Wetenschappers nemen paranormale ervaringen nauwelijks serieus. Vroeger was dat anders. Het concept paranormaal bestond niet eens. Voor filosofen als Kant, Schopenhauer en Bergson waren het hooguit bijzondere, intrigerende ervaringen.
William James, die uitgebreid studie maakte van spiritistische mediums, noemde ze wilde beesten in de filosofische woestijn.
Dit boek maakt duidelijk dat voor veel filosofen van Kant tot Derrida omstreden verschijnselen als telepathie en helderziendheid een serieus studieobject vormen. De auteurs bestuderen veelzeggende teksten van filosofen die tot nu toe weinig aandacht kregen. Ze laten zien hoe elk van deze denkers op eigen wijze een serieuze interpretatie probeerde te geven van zulke ervaringen, die op het eerste gezicht ons begrip te boven lijken te gaan.
Dr. Hein van Dongen is filosofisch consulent, docent en onderzoeker voor diverse instellingen.
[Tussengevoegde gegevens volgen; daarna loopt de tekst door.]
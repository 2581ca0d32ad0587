//! Tests for the presentation model: cells, status and intents.

use tic_tac_toe::{
    GameState, GameView, Intent, Mark, Position, STATUS_HINT, dispatch,
};

fn play_all(state: &mut GameState, moves: &[usize]) {
    for &index in moves {
        let pos = Position::from_index(index).expect("index on board");
        assert!(dispatch(state, Intent::Play(pos)), "move {} rejected", index);
    }
}

#[test]
fn test_fresh_game_view() {
    let view = GameView::from_state(&GameState::new());
    assert_eq!(view.status.text, "Turn: Player X");
    assert_eq!(view.status.hint, Some(STATUS_HINT));
    assert!(!view.board_disabled);
    for cell in &view.cells {
        assert!(!cell.disabled);
        assert!(!cell.winning);
        assert_eq!(cell.symbol(), "");
        assert_eq!(cell.accessible_label(), "Empty square");
    }
}

#[test]
fn test_win_marks_line_and_locks_board() {
    let mut state = GameState::new();
    play_all(&mut state, &[0, 1, 3, 4, 6]);

    let view = GameView::from_state(&state);
    assert_eq!(view.status.text, "Winner: Player X");
    assert_eq!(view.status.hint, None);
    assert!(view.board_disabled);

    for cell in &view.cells {
        let expected = matches!(cell.position.to_index(), 0 | 3 | 6);
        assert_eq!(cell.winning, expected, "cell {}", cell.position);
        assert!(cell.disabled);
    }
    assert_eq!(view.cell(Position::TopLeft).mark, Some(Mark::X));
    assert_eq!(view.cell(Position::TopCenter).accessible_label(), "Square O");
}

#[test]
fn test_draw_disables_every_cell() {
    let mut state = GameState::new();
    play_all(&mut state, &[0, 1, 2, 4, 3, 5, 7, 6, 8]);

    let view = GameView::from_state(&state);
    assert_eq!(view.status.text, "Draw game — no more moves.");
    assert!(view.cells.iter().all(|c| c.disabled && !c.winning));
}

#[test]
fn test_play_after_win_is_dropped() {
    let mut state = GameState::new();
    play_all(&mut state, &[0, 1, 3, 4, 6]);
    let before = state.clone();

    for pos in [Position::TopRight, Position::MiddleRight, Position::BottomRight] {
        assert!(!dispatch(&mut state, Intent::Play(pos)));
    }
    assert_eq!(state, before);

    assert!(dispatch(&mut state, Intent::NewGame));
    let view = GameView::from_state(&state);
    assert_eq!(view.status.text, "Turn: Player X");
    assert!(view.cells.iter().all(|c| c.mark.is_none()));
}

#[test]
fn test_play_on_occupied_cell_is_dropped() {
    let mut state = GameState::new();
    play_all(&mut state, &[4]);
    let before = state.clone();
    assert!(!dispatch(&mut state, Intent::Play(Position::Center)));
    assert_eq!(state, before);
    assert_eq!(state.turn(), Mark::O);
}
Prof.dr. Hans Gerding is directeur van het Parapsychologisch Instituut te Utrecht en bijzonder hoogleraar Metafysica in de geest van de theosofie aan het Instituut voor Wijsbegeerte van de Universiteit Leiden.
Dr. Rico Sneller is universitair docent Wijsgerige ethiek aan het Leids Instituut voor Godsdienstwetenschappen.